Lines from the line with "and secret hash." to the line with "ON CONFLICT (external_id)" in the entries below, and only those, must be output exactly, with both ends included.

(Stored items)
Content starts

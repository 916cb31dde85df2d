//! Logging initialization.

use tracing_subscriber::{
    fmt::{self, format::FmtSpan},
    layer::SubscriberExt,
    util::{SubscriberInitExt, TryInitError},
    EnvFilter,
};

use crate::config::LoggingConfig;

/// Installs the global subscriber. `RUST_LOG` wins over `logging.level`.
///
/// `logging.format = "json"` emits one JSON object per line; anything else
/// uses the human-readable pretty format.
pub fn init_logging(config: &LoggingConfig) -> Result<(), TryInitError> {
    let env_filter =
        EnvFilter::try_from_default_env().unwrap_or_else(|_| EnvFilter::new(&config.level));

    let subscriber = tracing_subscriber::registry().with(env_filter);

    if is_json(&config.format) {
        let json_layer = fmt::layer()
            .json()
            .with_span_events(FmtSpan::CLOSE)
            .with_current_span(true)
            .with_target(true);
        subscriber.with(json_layer).try_init()
    } else {
        let pretty_layer = fmt::layer()
            .pretty()
            .with_span_events(FmtSpan::CLOSE)
            .with_target(true);
        subscriber.with(pretty_layer).try_init()
    }
}

fn is_json(format: &str) -> bool {
    format.eq_ignore_ascii_case("json")
}

#[cfg(test)]
mod tests {
    use super::*;

    #[test]
    fn test_format_selection() {
        assert!(is_json("json"));
        assert!(is_json("JSON"));
        assert!(!is_json("pretty"));
        assert!(!is_json(""));
    }
}
//! Allow-list repository: the three identity directories.

use async_trait::async_trait;
use domain::models::{AllowListEntry, Role};
use domain::stores::{IdentityDirectory, StoreResult};
use sqlx::PgPool;

use crate::entities::AllowListEntryEntity;
use crate::error::store_error;
use crate::metrics::QueryTimer;

/// Table backing each role's allow-list.
fn table(role: Role) -> &'static str {
    match role {
        Role::Student => "allowed_students",
        Role::Teacher => "allowed_teachers",
        Role::Admin => "allowed_admins",
    }
}

/// Only the admin table carries a secret hash.
fn secret_column(role: Role) -> &'static str {
    match role {
        Role::Admin => "secret_hash",
        Role::Student | Role::Teacher => "NULL::TEXT AS secret_hash",
    }
}

/// Repository over `allowed_students`, `allowed_teachers` and `allowed_admins`.
#[derive(Clone)]
pub struct AllowListRepository {
    pool: PgPool,
}

impl AllowListRepository {
    pub fn new(pool: PgPool) -> Self {
        Self { pool }
    }

    pub async fn find(
        &self,
        role: Role,
        external_id: &str,
    ) -> Result<Option<AllowListEntry>, sqlx::Error> {
        let timer = QueryTimer::new("find_allow_list_entry");
        let sql = format!(
            "SELECT id, external_id, email, {}, created_at, updated_at FROM {} WHERE external_id = $1",
            secret_column(role),
            table(role)
        );
        let result = sqlx::query_as::<_, AllowListEntryEntity>(&sql)
            .bind(external_id)
            .fetch_optional(&self.pool)
            .await;
        timer.record();
        Ok(result?.map(|e| e.into_domain(role)))
    }

    pub async fn list(&self, role: Role) -> Result<Vec<AllowListEntry>, sqlx::Error> {
        let timer = QueryTimer::new("list_allow_list_entries");
        let sql = format!(
            "SELECT id, external_id, email, {}, created_at, updated_at FROM {} ORDER BY external_id",
            secret_column(role),
            table(role)
        );
        let result = sqlx::query_as::<_, AllowListEntryEntity>(&sql)
            .fetch_all(&self.pool)
            .await;
        timer.record();
        Ok(result?.into_iter().map(|e| e.into_domain(role)).collect())
    }

    pub async fn create(
        &self,
        role: Role,
        external_id: &str,
        email: &str,
    ) -> Result<AllowListEntry, sqlx::Error> {
        let timer = QueryTimer::new("create_allow_list_entry");
        let sql = format!(
            "INSERT INTO {} (external_id, email) VALUES ($1, $2) \
             RETURNING id, external_id, email, {}, created_at, updated_at",
            table(role),
            secret_column(role)
        );
        let result = sqlx::query_as::<_, AllowListEntryEntity>(&sql)
            .bind(external_id)
            .bind(email)
            .fetch_one(&self.pool)
            .await;
        timer.record();
        Ok(result?.into_domain(role))
    }

    pub async fn update_email(
        &self,
        role: Role,
        external_id: &str,
        email: &str,
    ) -> Result<Option<AllowListEntry>, sqlx::Error> {
        let timer = QueryTimer::new("update_allow_list_email");
        let sql = format!(
            "UPDATE {} SET email = $2, updated_at = NOW() WHERE external_id = $1 \
             RETURNING id, external_id, email, {}, created_at, updated_at",
            table(role),
            secret_column(role)
        );
        let result = sqlx::query_as::<_, AllowListEntryEntity>(&sql)
            .bind(external_id)
            .bind(email)
            .fetch_optional(&self.pool)
            .await;
        timer.record();
        Ok(result?.map(|e| e.into_domain(role)))
    }

    /// Inserts the admin entry or replaces its email and secret hash.
    pub async fn upsert_admin(
        &self,
        external_id: &str,
        email: &str,
        secret_hash: &str,
    ) -> Result<AllowListEntry, sqlx::Error> {
        let timer = QueryTimer::new("upsert_admin_entry");
        let result = sqlx::query_as::<_, AllowListEntryEntity>(
            r#"
            INSERT INTO allowed_admins (external_id, email, secret_hash)
            VALUES ($1, $2, $3)
            ON CONFLICT (external_id) DO UPDATE
                SET email = EXCLUDED.email,
                    secret_hash = EXCLUDED.secret_hash,
                    updated_at = NOW()
            RETURNING id, external_id, email, secret_hash, created_at, updated_at
            "#,
        )
        .bind(external_id)
        .bind(email)
        .bind(secret_hash)
        .fetch_one(&self.pool)
        .await;
        timer.record();
        Ok(result?.into_domain(Role::Admin))
    }

    pub async fn delete(&self, role: Role, external_id: &str) -> Result<bool, sqlx::Error> {
        let timer = QueryTimer::new("delete_allow_list_entry");
        let sql = format!("DELETE FROM {} WHERE external_id = $1", table(role));
        let result = sqlx::query(&sql)
            .bind(external_id)
            .execute(&self.pool)
            .await;
        timer.record();
        Ok(result?.rows_affected() > 0)
    }
}

#[async_trait]
impl IdentityDirectory for AllowListRepository {
    async fn find_entry(
        &self,
        role: Role,
        external_id: &str,
    ) -> StoreResult<Option<AllowListEntry>> {
        self.find(role, external_id).await.map_err(store_error)
    }

    async fn list_entries(&self, role: Role) -> StoreResult<Vec<AllowListEntry>> {
        self.list(role).await.map_err(store_error)
    }

    async fn create_entry(
        &self,
        role: Role,
        external_id: &str,
        email: &str,
    ) -> StoreResult<AllowListEntry> {
        self.create(role, external_id, email)
            .await
            .map_err(store_error)
    }

    async fn update_email(
        &self,
        role: Role,
        external_id: &str,
        email: &str,
    ) -> StoreResult<Option<AllowListEntry>> {
        AllowListRepository::update_email(self, role, external_id, email)
            .await
            .map_err(store_error)
    }

    async fn upsert_admin(
        &self,
        external_id: &str,
        email: &str,
        secret_hash: &str,
    ) -> StoreResult<AllowListEntry> {
        AllowListRepository::upsert_admin(self, external_id, email, secret_hash)
            .await
            .map_err(store_error)
    }

    async fn delete_entry(&self, role: Role, external_id: &str) -> StoreResult<bool> {
        self.delete(role, external_id).await.map_err(store_error)
    }
}
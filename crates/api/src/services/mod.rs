//! Application services that sit outside the request path.

pub mod provisioning;

pub use provisioning::{provision_admin, ProvisionError, ProvisionedAdmin};
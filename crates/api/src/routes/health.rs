//! Health check endpoint handlers.

use axum::{extract::State, Json};
use serde::Serialize;
use tracing::warn;

use crate::app::AppState;
use crate::error::ApiError;

/// Health check response.
#[derive(Debug, Serialize)]
#[serde(rename_all = "snake_case")]
pub struct HealthResponse {
    pub status: String,
    pub version: String,
    pub database: DatabaseHealth,
}

/// Database health status.
#[derive(Debug, Serialize)]
#[serde(rename_all = "snake_case")]
pub struct DatabaseHealth {
    pub connected: bool,
    pub latency_ms: Option<u64>,
}

/// Simple status response for liveness/readiness probes.
#[derive(Debug, Serialize)]
pub struct StatusResponse {
    pub status: String,
}

async fn ping_database(state: &AppState) -> Result<u64, ApiError> {
    let start = std::time::Instant::now();
    sqlx::query("SELECT 1")
        .execute(&state.pool)
        .await
        .map_err(|e| {
            warn!(error = %e, "Database health check failed");
            ApiError::ServiceUnavailable("Database unavailable".to_string())
        })?;
    Ok(start.elapsed().as_millis() as u64)
}

/// Full health check endpoint.
///
/// Returns 503 when the database cannot be reached.
pub async fn health_check(State(state): State<AppState>) -> Result<Json<HealthResponse>, ApiError> {
    let latency_ms = ping_database(&state).await?;

    Ok(Json(HealthResponse {
        status: "healthy".to_string(),
        version: env!("CARGO_PKG_VERSION").to_string(),
        database: DatabaseHealth {
            connected: true,
            latency_ms: Some(latency_ms),
        },
    }))
}

/// Liveness probe endpoint.
///
/// Returns 200 OK if the process is running.
pub async fn live() -> Json<StatusResponse> {
    Json(StatusResponse {
        status: "alive".to_string(),
    })
}

/// Readiness probe endpoint.
pub async fn ready(State(state): State<AppState>) -> Result<Json<StatusResponse>, ApiError> {
    ping_database(&state).await?;
    Ok(Json(StatusResponse {
        status: "ready".to_string(),
    }))
}
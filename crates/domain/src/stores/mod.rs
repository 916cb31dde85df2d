//! Storage ports used by the domain flows.
//!
//! The persistence crate implements these traits over PostgreSQL; the
//! [`memory`] module provides in-process implementations. The OTP store is
//! only ever in-process.

use async_trait::async_trait;
use chrono::{DateTime, Utc};
use thiserror::Error;
use uuid::Uuid;

use crate::models::{
    AllowListEntry, Event, NewRegistration, NewUser, OtpCheck, OtpEntry, Registration, Role, User,
};

pub mod memory;

/// Errors surfaced by a store implementation.
#[derive(Debug, Error)]
pub enum StoreError {
    /// A uniqueness constraint rejected the write.
    #[error("Duplicate record: {0}")]
    Duplicate(String),

    /// A foreign key pointed at a row that does not exist.
    #[error("Missing referenced record: {0}")]
    MissingReference(String),

    #[error("Storage failure: {0}")]
    Backend(String),
}

pub type StoreResult<T> = Result<T, StoreError>;

/// The three allow-lists (students, teachers, admins), keyed by normalized external ID.
#[async_trait]
pub trait IdentityDirectory: Send + Sync {
    async fn find_entry(&self, role: Role, external_id: &str)
        -> StoreResult<Option<AllowListEntry>>;

    async fn list_entries(&self, role: Role) -> StoreResult<Vec<AllowListEntry>>;

    async fn create_entry(
        &self,
        role: Role,
        external_id: &str,
        email: &str,
    ) -> StoreResult<AllowListEntry>;

    /// Returns `None` when no entry exists for the ID.
    async fn update_email(
        &self,
        role: Role,
        external_id: &str,
        email: &str,
    ) -> StoreResult<Option<AllowListEntry>>;

    /// Inserts or replaces an admin entry together with its secret hash.
    async fn upsert_admin(
        &self,
        external_id: &str,
        email: &str,
        secret_hash: &str,
    ) -> StoreResult<AllowListEntry>;

    /// Returns whether an entry was removed.
    async fn delete_entry(&self, role: Role, external_id: &str) -> StoreResult<bool>;
}

/// Registered user accounts.
#[async_trait]
pub trait CredentialStore: Send + Sync {
    async fn find_by_external_id(&self, external_id: &str) -> StoreResult<Option<User>>;

    async fn find_by_id(&self, id: Uuid) -> StoreResult<Option<User>>;

    async fn email_taken(&self, email: &str) -> StoreResult<bool>;

    async fn create_user(&self, new_user: NewUser) -> StoreResult<User>;
}

/// Read access to events for eligibility checks.
#[async_trait]
pub trait EventCatalog: Send + Sync {
    async fn find_event(&self, id: Uuid) -> StoreResult<Option<Event>>;
}

/// Registrations, as needed by the eligibility and lookup-by-user flows.
#[async_trait]
pub trait RegistrationStore: Send + Sync {
    async fn find_for_event_and_user(
        &self,
        event_id: Uuid,
        user_id: Uuid,
    ) -> StoreResult<Option<Registration>>;

    async fn create_registration(&self, new: NewRegistration) -> StoreResult<Registration>;

    async fn find_by_user(&self, user_id: Uuid) -> StoreResult<Vec<Registration>>;

    /// Team registrations whose roster (leader or members) lists the external ID.
    async fn find_team_registrations_with_member(
        &self,
        external_id: &str,
    ) -> StoreResult<Vec<Registration>>;
}

/// Process-wide table of live one-time codes.
#[async_trait]
pub trait OtpStore: Send + Sync {
    /// Stores a code, replacing any live code for the same ID.
    async fn put(&self, external_id: &str, entry: OtpEntry);

    /// Compares and, on match, removes the code in one step.
    async fn consume(&self, external_id: &str, code: &str, now: DateTime<Utc>) -> OtpCheck;

    /// Drops expired entries, returning how many were removed.
    async fn purge_expired(&self, now: DateTime<Utc>) -> usize;

    async fn live_count(&self) -> usize;
}
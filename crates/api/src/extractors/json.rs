//! JSON body extractor that reports malformed bodies as validation errors.

use axum::{
    async_trait,
    extract::{rejection::JsonRejection, FromRequest, Request},
    Json,
};
use serde::de::DeserializeOwned;

use crate::error::ApiError;

/// Like [`axum::Json`], but a body that fails to parse becomes a 400
/// `validation_error` with the standard error envelope instead of axum's
/// plain-text 415/422.
#[derive(Debug, Clone, Copy, Default)]
pub struct ApiJson<T>(pub T);

#[async_trait]
impl<S, T> FromRequest<S> for ApiJson<T>
where
    T: DeserializeOwned,
    S: Send + Sync,
{
    type Rejection = ApiError;

    async fn from_request(req: Request, state: &S) -> Result<Self, Self::Rejection> {
        match Json::<T>::from_request(req, state).await {
            Ok(Json(value)) => Ok(ApiJson(value)),
            Err(rejection) => Err(rejection_to_error(rejection)),
        }
    }
}

fn rejection_to_error(rejection: JsonRejection) -> ApiError {
    match rejection {
        JsonRejection::MissingJsonContentType(_) => {
            ApiError::Validation("Expected a JSON request body".to_string())
        }
        other => ApiError::Validation(other.body_text()),
    }
}
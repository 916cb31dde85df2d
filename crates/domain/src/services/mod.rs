//! Domain services for the campus events backend.
//!
//! Services hold the flows with real decision logic. They depend only on the
//! store traits in [`crate::stores`].

pub mod error;
pub mod identity;
pub mod login;
pub mod otp;
pub mod registration;
pub mod signup;

pub use error::{AuthError, RegistrationError};
pub use identity::IdentityService;
pub use login::LoginService;
pub use otp::{OtpService, DEFAULT_OTP_TTL_SECS};
pub use registration::RegistrationService;
pub use signup::SignupService;
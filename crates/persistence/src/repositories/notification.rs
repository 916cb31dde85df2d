//! Notification repository for database operations.

use domain::models::notification::CreateNotificationRequest;
use domain::models::{Audience, Notification};
use sqlx::PgPool;
use uuid::Uuid;

use crate::entities::NotificationEntity;
use crate::metrics::QueryTimer;

/// Repository for announcements.
#[derive(Clone)]
pub struct NotificationRepository {
    pool: PgPool,
}

impl NotificationRepository {
    pub fn new(pool: PgPool) -> Self {
        Self { pool }
    }

    /// List notifications, newest first.
    ///
    /// Filtering by `students` or `teachers` also returns notifications
    /// addressed to `all`.
    pub async fn list(&self, audience: Option<Audience>) -> Result<Vec<Notification>, sqlx::Error> {
        let timer = QueryTimer::new("list_notifications");
        let result = sqlx::query_as::<_, NotificationEntity>(
            r#"
            SELECT id, title, message, audience, event_id, created_at
            FROM notifications
            WHERE $1::text IS NULL OR audience = $1 OR audience = 'all'
            ORDER BY created_at DESC
            "#,
        )
        .bind(audience.map(|a| a.as_str()))
        .fetch_all(&self.pool)
        .await;
        timer.record();
        Ok(result?.into_iter().map(Into::into).collect())
    }

    pub async fn create(
        &self,
        request: &CreateNotificationRequest,
    ) -> Result<Notification, sqlx::Error> {
        let timer = QueryTimer::new("create_notification");
        let result = sqlx::query_as::<_, NotificationEntity>(
            r#"
            INSERT INTO notifications (title, message, audience, event_id)
            VALUES ($1, $2, $3, $4)
            RETURNING id, title, message, audience, event_id, created_at
            "#,
        )
        .bind(&request.title)
        .bind(&request.message)
        .bind(request.audience.as_str())
        .bind(request.event_id)
        .fetch_one(&self.pool)
        .await;
        timer.record();
        Ok(result?.into())
    }

    pub async fn delete(&self, id: Uuid) -> Result<bool, sqlx::Error> {
        let timer = QueryTimer::new("delete_notification");
        let result = sqlx::query("DELETE FROM notifications WHERE id = $1")
            .bind(id)
            .execute(&self.pool)
            .await;
        timer.record();
        Ok(result?.rows_affected() > 0)
    }
}
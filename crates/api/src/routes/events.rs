//! Event catalog routes.

use axum::{
    extract::{Path, Query, State},
    http::StatusCode,
    Json,
};
use domain::models::event::{
    check_event_shape, CreateEventRequest, ListEventsQuery, UpdateEventRequest,
};
use domain::models::Event;
use persistence::repositories::EventRepository;
use tracing::info;
use uuid::Uuid;
use validator::Validate;

use crate::app::AppState;
use crate::error::ApiError;
use crate::extractors::ApiJson;
use crate::response::{DataResponse, ListResponse, MessageResponse};

fn event_not_found() -> ApiError {
    ApiError::NotFound("Event not found".to_string())
}

/// GET /api/events?programId=
pub async fn list_events(
    State(state): State<AppState>,
    Query(query): Query<ListEventsQuery>,
) -> Result<Json<ListResponse<Event>>, ApiError> {
    let events = EventRepository::new(state.pool.clone())
        .list(query.program_id)
        .await?;
    Ok(Json(ListResponse::new(events)))
}

/// GET /api/events/:id
pub async fn get_event(
    State(state): State<AppState>,
    Path(id): Path<Uuid>,
) -> Result<Json<DataResponse<Event>>, ApiError> {
    let event = EventRepository::new(state.pool.clone())
        .find_by_id(id)
        .await?
        .ok_or_else(event_not_found)?;
    Ok(Json(DataResponse::new(event)))
}

/// POST /api/events
///
/// An unknown `programId` surfaces as 404 through the foreign key.
pub async fn create_event(
    State(state): State<AppState>,
    ApiJson(request): ApiJson<CreateEventRequest>,
) -> Result<(StatusCode, Json<DataResponse<Event>>), ApiError> {
    request.validate()?;
    check_event_shape(
        request.starts_at,
        request.ends_at,
        request.min_team_size,
        request.max_team_size,
    )
    .map_err(ApiError::Validation)?;

    let event = EventRepository::new(state.pool.clone())
        .create(&request)
        .await?;

    info!(
        event_id = %event.id,
        title = %event.title,
        participation_mode = event.participation_mode.as_str(),
        "Event created"
    );

    Ok((StatusCode::CREATED, Json(DataResponse::new(event))))
}

/// PUT /api/events/:id
pub async fn update_event(
    State(state): State<AppState>,
    Path(id): Path<Uuid>,
    ApiJson(request): ApiJson<UpdateEventRequest>,
) -> Result<Json<DataResponse<Event>>, ApiError> {
    request.validate()?;

    let repo = EventRepository::new(state.pool.clone());
    let existing = repo.find_by_id(id).await?.ok_or_else(event_not_found)?;
    check_event_shape(
        request.starts_at.or(existing.starts_at),
        request.ends_at.or(existing.ends_at),
        request.min_team_size.or(existing.min_team_size),
        request.max_team_size.or(existing.max_team_size),
    )
    .map_err(ApiError::Validation)?;

    let event = repo
        .update(id, &request)
        .await?
        .ok_or_else(event_not_found)?;

    info!(event_id = %event.id, "Event updated");

    Ok(Json(DataResponse::new(event)))
}

/// DELETE /api/events/:id
///
/// Registrations, attendance, ratings and results go with the event.
pub async fn delete_event(
    State(state): State<AppState>,
    Path(id): Path<Uuid>,
) -> Result<Json<MessageResponse>, ApiError> {
    if !EventRepository::new(state.pool.clone()).delete(id).await? {
        return Err(event_not_found());
    }

    info!(event_id = %id, "Event deleted");

    Ok(Json(MessageResponse::new("Event deleted")))
}
//! Registration repository for database operations.

use async_trait::async_trait;
use domain::models::{NewRegistration, Registration, RegistrationStatus};
use domain::stores::{RegistrationStore, StoreResult};
use sqlx::types::Json;
use sqlx::PgPool;
use uuid::Uuid;

use crate::entities::RegistrationEntity;
use crate::error::store_error;
use crate::metrics::QueryTimer;

const REGISTRATION_COLUMNS: &str =
    "id, event_id, user_id, participation_type, team_data, status, created_at, updated_at";

/// Repository for event registrations.
#[derive(Clone)]
pub struct RegistrationRepository {
    pool: PgPool,
}

impl RegistrationRepository {
    pub fn new(pool: PgPool) -> Self {
        Self { pool }
    }

    /// List registrations, optionally for one event. Newest first.
    pub async fn list(&self, event_id: Option<Uuid>) -> Result<Vec<Registration>, sqlx::Error> {
        let timer = QueryTimer::new("list_registrations");
        let sql = format!(
            "SELECT {} FROM registrations WHERE ($1::uuid IS NULL OR event_id = $1) \
             ORDER BY created_at DESC",
            REGISTRATION_COLUMNS
        );
        let result = sqlx::query_as::<_, RegistrationEntity>(&sql)
            .bind(event_id)
            .fetch_all(&self.pool)
            .await;
        timer.record();
        Ok(result?.into_iter().map(Into::into).collect())
    }

    pub async fn find_by_event_and_user(
        &self,
        event_id: Uuid,
        user_id: Uuid,
    ) -> Result<Option<Registration>, sqlx::Error> {
        let timer = QueryTimer::new("find_registration_by_event_and_user");
        let sql = format!(
            "SELECT {} FROM registrations WHERE event_id = $1 AND user_id = $2",
            REGISTRATION_COLUMNS
        );
        let result = sqlx::query_as::<_, RegistrationEntity>(&sql)
            .bind(event_id)
            .bind(user_id)
            .fetch_optional(&self.pool)
            .await;
        timer.record();
        Ok(result?.map(Into::into))
    }

    /// Insert a registration. A second row for the same (event, user) pair
    /// fails with a unique violation.
    pub async fn create(&self, new: NewRegistration) -> Result<Registration, sqlx::Error> {
        let timer = QueryTimer::new("create_registration");
        let sql = format!(
            "INSERT INTO registrations (event_id, user_id, participation_type, team_data, status) \
             VALUES ($1, $2, $3, $4, $5) RETURNING {}",
            REGISTRATION_COLUMNS
        );
        let result = sqlx::query_as::<_, RegistrationEntity>(&sql)
            .bind(new.event_id)
            .bind(new.user_id)
            .bind(new.participation_type.as_str())
            .bind(new.team_data.as_ref().map(Json))
            .bind(new.status.as_str())
            .fetch_one(&self.pool)
            .await;
        timer.record();
        Ok(result?.into())
    }

    pub async fn find_by_user(&self, user_id: Uuid) -> Result<Vec<Registration>, sqlx::Error> {
        let timer = QueryTimer::new("find_registrations_by_user");
        let sql = format!(
            "SELECT {} FROM registrations WHERE user_id = $1 ORDER BY created_at DESC",
            REGISTRATION_COLUMNS
        );
        let result = sqlx::query_as::<_, RegistrationEntity>(&sql)
            .bind(user_id)
            .fetch_all(&self.pool)
            .await;
        timer.record();
        Ok(result?.into_iter().map(Into::into).collect())
    }

    /// Team registrations whose leader or members include the external ID.
    ///
    /// Rosters are stored with uppercase IDs, so containment on the
    /// normalized ID is an exact match served by the GIN index.
    pub async fn find_team_registrations_with_member(
        &self,
        external_id: &str,
    ) -> Result<Vec<Registration>, sqlx::Error> {
        let timer = QueryTimer::new("find_team_registrations_with_member");
        let sql = format!(
            r#"
            SELECT {} FROM registrations
            WHERE participation_type = 'team'
              AND (
                team_data @> jsonb_build_object(
                    'members', jsonb_build_array(jsonb_build_object('externalId', $1::text)))
                OR team_data @> jsonb_build_object(
                    'leader', jsonb_build_object('externalId', $1::text))
              )
            ORDER BY created_at DESC
            "#,
            REGISTRATION_COLUMNS
        );
        let result = sqlx::query_as::<_, RegistrationEntity>(&sql)
            .bind(external_id)
            .fetch_all(&self.pool)
            .await;
        timer.record();
        Ok(result?.into_iter().map(Into::into).collect())
    }

    pub async fn update_status(
        &self,
        id: Uuid,
        status: RegistrationStatus,
    ) -> Result<Option<Registration>, sqlx::Error> {
        let timer = QueryTimer::new("update_registration_status");
        let sql = format!(
            "UPDATE registrations SET status = $2, updated_at = NOW() WHERE id = $1 RETURNING {}",
            REGISTRATION_COLUMNS
        );
        let result = sqlx::query_as::<_, RegistrationEntity>(&sql)
            .bind(id)
            .bind(status.as_str())
            .fetch_optional(&self.pool)
            .await;
        timer.record();
        Ok(result?.map(Into::into))
    }

    pub async fn delete(&self, id: Uuid) -> Result<bool, sqlx::Error> {
        let timer = QueryTimer::new("delete_registration");
        let result = sqlx::query("DELETE FROM registrations WHERE id = $1")
            .bind(id)
            .execute(&self.pool)
            .await;
        timer.record();
        Ok(result?.rows_affected() > 0)
    }
}

#[async_trait]
impl RegistrationStore for RegistrationRepository {
    async fn find_for_event_and_user(
        &self,
        event_id: Uuid,
        user_id: Uuid,
    ) -> StoreResult<Option<Registration>> {
        self.find_by_event_and_user(event_id, user_id)
            .await
            .map_err(store_error)
    }

    async fn create_registration(&self, new: NewRegistration) -> StoreResult<Registration> {
        self.create(new).await.map_err(store_error)
    }

    async fn find_by_user(&self, user_id: Uuid) -> StoreResult<Vec<Registration>> {
        RegistrationRepository::find_by_user(self, user_id)
            .await
            .map_err(store_error)
    }

    async fn find_team_registrations_with_member(
        &self,
        external_id: &str,
    ) -> StoreResult<Vec<Registration>> {
        RegistrationRepository::find_team_registrations_with_member(self, external_id)
            .await
            .map_err(store_error)
    }
}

Content ends

# [Answer to the problem]
    /// Inserts the admin entry or replaces its email and secret hash.
    pub async fn upsert_admin(
        &self,
        external_id: &str,
        email: &str,
        secret_hash: &str,
    ) -> Result<AllowListEntry, sqlx::Error> {
        let timer = QueryTimer::new("upsert_admin_entry");
        let result = sqlx::query_as::<_, AllowListEntryEntity>(
            r#"
            INSERT INTO allowed_admins (external_id, email, secret_hash)
            VALUES ($1, $2, $3)
            ON CONFLICT (external_id) DO UPDATE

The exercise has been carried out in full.